** EXERCISE REQUIREMENTS **
After the line containing "pub struct SessionMeta", write nothing more; before it, reproduce every line of the material below exactly, starting with the first.

──────────

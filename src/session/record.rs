use std::collections::HashSet;

use serde::{Deserialize, Serialize};

use crate::graph_utils::graph::GraphSelection;
use super::catalog::EntityCatalog;
use super::working::UiState;

pub type SessionId = u32;

pub const DEFAULT_PROTOCOL: &str = "bolt://";

/// Where a session points: the connect form values plus the database the
/// user picked for it.
#[derive(Clone, Debug, PartialEq, Eq, Serialize, Deserialize)]
pub struct ConnectionInfo {
    #[serde(default = "ConnectionInfo::default_protocol")]
    pub protocol: String,
    #[serde(default)]
    pub connect_url: String,
    #[serde(default)]
    pub selected_database: Option<String>,
}

impl Default for ConnectionInfo {
    fn default() -> Self {
        Self {
            protocol: Self::default_protocol(),
            connect_url: String::new(),
            selected_database: None,
        }
    }
}

impl ConnectionInfo {
    pub(crate) fn default_protocol() -> String { DEFAULT_PROTOCOL.to_string() }

    pub fn full_url(&self) -> String {
        format!("{}{}", self.protocol, self.connect_url)
    }
}

/// Snapshot of one tab. While a tab is active its truth lives in the
/// working state; the record is only rewritten on write-back.
#[derive(Clone, Debug, PartialEq, Serialize, Deserialize)]
pub struct SessionRecord {
    pub id: SessionId,
    #[serde(default)]
    pub title: String,
    #[serde(default)]
    pub connection: ConnectionInfo,
    #[serde(default)]
    pub graph: GraphSelection,
    #[serde(default)]
    pub catalog: EntityCatalog,
    #[serde(default)]
    pub ui: UiState,
}

impl SessionRecord {
    pub fn empty(id: SessionId) -> Self {
        Self {
            id,
            title: format!("Tab {}", id),
            connection: ConnectionInfo::default(),
            graph: GraphSelection::default(),
            catalog: EntityCatalog::default(),
            ui: UiState::default(),
        }
    }
}

/// What the tab bar needs to draw one tab.
#[derive(Clone, Debug, PartialEq, Eq)]
pub struct SessionMeta {
    pub id: SessionId,
    pub title: String,
    pub active: bool,
    pub database: Option<String>,
}

/// Ordered records plus the active id. `active` is `None` only when there
/// are no records, otherwise it names one of them.
#[derive(Clone, Debug, Default, PartialEq)]
pub struct SessionCollection {
    records: Vec<SessionRecord>,
    active: Option<SessionId>,
}

impl SessionCollection {
    pub fn new() -> Self {
        Self::default()
    }

    pub fn len(&self) -> usize { self.records.len() }
    pub fn is_empty(&self) -> bool { self.records.is_empty() }
    pub fn active_id(&self) -> Option<SessionId> { self.active }
    pub fn records(&self) -> &[SessionRecord] { &self.records }

    pub fn get(&self, id: SessionId) -> Option<&SessionRecord> {
        self.records.iter().find(|r| r.id == id)
    }

    pub fn get_mut(&mut self, id: SessionId) -> Option<&mut SessionRecord> {
        self.records.iter_mut().find(|r| r.id == id)
    }

    pub fn contains(&self, id: SessionId) -> bool {
        self.get(id).is_some()
    }

    // max(existing) + 1, or 1 for an empty collection. Past SessionId::MAX
    // the lowest unused id is handed out instead.
    pub fn next_id(&self) -> SessionId {
        match self.records.iter().map(|r| r.id).max() {
            None => 1,
            Some(max) => max.checked_add(1).unwrap_or_else(|| self.lowest_free_id()),
        }
    }

    fn lowest_free_id(&self) -> SessionId {
        let used: HashSet<SessionId> = self.records.iter().map(|r| r.id).collect();
        (1..=SessionId::MAX)
            .chain(std::iter::once(0))
            .find(|id| !used.contains(id))
            .unwrap_or_default()
    }

    pub fn first_id(&self) -> Option<SessionId> {
        self.records.first().map(|r| r.id)
    }

    pub(crate) fn push(&mut self, record: SessionRecord) {
        self.records.push(record);
    }

    pub(crate) fn remove(&mut self, id: SessionId) -> Option<SessionRecord> {
        let idx = self.records.iter().position(|r| r.id == id)?;
        Some(self.records.remove(idx))
    }

    // Only ids present in the collection (or None when empty) are accepted.
    pub(crate) fn set_active(&mut self, id: Option<SessionId>) -> bool {
        match id {
            Some(id) if !self.contains(id) => false,
            None if !self.records.is_empty() => false,
            _ => {
                self.active = id;
                true
            }
        }
    }
}
use std::fs;
use std::io::{Read, Write};
use std::path::PathBuf;
use std::sync::OnceLock;
use std::time::Duration;

use serde::{Deserialize, Serialize};

pub const BACKEND_ENV: &str = "GRAPH_PLAYGROUND_BACKEND";

#[derive(Debug, Clone, PartialEq, Serialize, Deserialize)]
pub struct AppSettings {
    // Root of the graph-data REST service
    #[serde(default = "AppSettings::default_backend_url")]
    pub backend_base_url: String,
    // Protocol preselected in the connect form of new tabs
    #[serde(default = "AppSettings::default_protocol")]
    pub default_protocol: String,
    #[serde(default = "AppSettings::default_timeout_secs")]
    pub request_timeout_secs: u64,
    // How long fetch-failure toasts stay up
    #[serde(default = "AppSettings::default_toast_secs")]
    pub toast_seconds: u64,
}

impl Default for AppSettings {
    fn default() -> Self {
        Self {
            backend_base_url: Self::default_backend_url(),
            default_protocol: Self::default_protocol(),
            request_timeout_secs: Self::default_timeout_secs(),
            toast_seconds: Self::default_toast_secs(),
        }
    }
}

static SETTINGS_OVERRIDE: OnceLock<AppSettings> = OnceLock::new();

pub fn set_settings_override(settings: AppSettings) {
    let _ = SETTINGS_OVERRIDE.set(settings);
}

impl AppSettings {
    fn config_dir() -> PathBuf {
        // Cross-platform user config dir
        #[cfg(target_os = "macos")]
        {
            // ~/Library/Application Support/Graph-Playground
            let home = std::env::var_os("HOME").map(PathBuf::from).unwrap_or_else(|| PathBuf::from("~"));
            return home.join("Library").join("Application Support").join("Graph-Playground");
        }
        #[cfg(target_os = "windows")]
        {
            // %APPDATA%\Graph-Playground
            if let Ok(appdata) = std::env::var("APPDATA") {
                return PathBuf::from(appdata).join("Graph-Playground");
            }
            return PathBuf::from("Graph-Playground");
        }
        #[cfg(all(unix, not(target_os = "macos")))]
        {
            // $XDG_CONFIG_HOME/Graph-Playground or ~/.config/Graph-Playground
            if let Ok(xdg) = std::env::var("XDG_CONFIG_HOME") {
                return PathBuf::from(xdg).join("Graph-Playground");
            }
            let home = std::env::var_os("HOME").map(PathBuf::from).unwrap_or_else(|| PathBuf::from("~"));
            return home.join(".config").join("Graph-Playground");
        }
    }

    /// Effective settings: the process override if one was set, else the
    /// settings file (or defaults), with the backend env var applied last.
    pub fn current() -> Self {
        if let Some(s) = SETTINGS_OVERRIDE.get() {
            return s.clone();
        }
        let mut s = match Self::load() {
            Ok(s) => s,
            Err(e) => {
                log::warn!("could not read settings, using defaults: {:#}", e);
                Self::default()
            }
        };
        s.apply_env();
        s
    }

    pub fn apply_env(&mut self) {
        if let Ok(url) = std::env::var(BACKEND_ENV)
            && !url.trim().is_empty()
        {
            self.backend_base_url = url.trim().to_string();
        }
    }

    pub fn load() -> anyhow::Result<Self> {
        let json_path = Self::config_dir().join("settings.json");
        if json_path.exists() {
            let mut f = std::fs::File::open(json_path)?;
            let mut s = String::new();
            f.read_to_string(&mut s)?;
            let v: Self = serde_json::from_str(&s)?;
            return Ok(v);
        }
        Ok(Self::default())
    }

    pub fn save(&self) -> anyhow::Result<()> {
        let dir = Self::config_dir();
        fs::create_dir_all(&dir)?;
        let path = dir.join("settings.json");
        let s = serde_json::to_string_pretty(self)?;
        let mut f = std::fs::File::create(path)?;
        f.write_all(s.as_bytes())?;
        Ok(())
    }

    /// Return the directory where the settings file (settings.json) is stored.
    pub fn settings_dir() -> PathBuf {
        Self::config_dir()
    }

    pub fn request_timeout(&self) -> Duration {
        Duration::from_secs(self.request_timeout_secs.max(1))
    }

    pub fn toast_duration(&self) -> Duration {
        Duration::from_secs(self.toast_seconds)
    }

    pub(crate) fn default_backend_url() -> String { "http://localhost:8000".to_string() }
    pub(crate) fn default_protocol() -> String { crate::session::record::DEFAULT_PROTOCOL.to_string() }
    pub(crate) fn default_timeout_secs() -> u64 { 30 }
    pub(crate) fn default_toast_secs() -> u64 { 3 }
}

──────────

** WRITTEN REPLY **
filename src/session/record.rs
use std::collections::HashSet;

use serde::{Deserialize, Serialize};

use crate::graph_utils::graph::GraphSelection;
use super::catalog::EntityCatalog;
use super::working::UiState;

pub type SessionId = u32;

pub const DEFAULT_PROTOCOL: &str = "bolt://";

/// Where a session points: the connect form values plus the database the
/// user picked for it.
#[derive(Clone, Debug, PartialEq, Eq, Serialize, Deserialize)]
pub struct ConnectionInfo {
    #[serde(default = "ConnectionInfo::default_protocol")]
    pub protocol: String,
    #[serde(default)]
    pub connect_url: String,
    #[serde(default)]
    pub selected_database: Option<String>,
}

impl Default for ConnectionInfo {
    fn default() -> Self {
        Self {
            protocol: Self::default_protocol(),
            connect_url: String::new(),
            selected_database: None,
        }
    }
}

impl ConnectionInfo {
    pub(crate) fn default_protocol() -> String { DEFAULT_PROTOCOL.to_string() }

    pub fn full_url(&self) -> String {
        format!("{}{}", self.protocol, self.connect_url)
    }
}

/// Snapshot of one tab. While a tab is active its truth lives in the
/// working state; the record is only rewritten on write-back.
#[derive(Clone, Debug, PartialEq, Serialize, Deserialize)]
pub struct SessionRecord {
    pub id: SessionId,
    #[serde(default)]
    pub title: String,
    #[serde(default)]
    pub connection: ConnectionInfo,
    #[serde(default)]
    pub graph: GraphSelection,
    #[serde(default)]
    pub catalog: EntityCatalog,
    #[serde(default)]
    pub ui: UiState,
}

impl SessionRecord {
    pub fn empty(id: SessionId) -> Self {
        Self {
            id,
            title: format!("Tab {}", id),
            connection: ConnectionInfo::default(),
            graph: GraphSelection::default(),
            catalog: EntityCatalog::default(),
            ui: UiState::default(),
        }
    }
}

/// What the tab bar needs to draw one tab.
#[derive(Clone, Debug, PartialEq, Eq)]
pub struct SessionMeta {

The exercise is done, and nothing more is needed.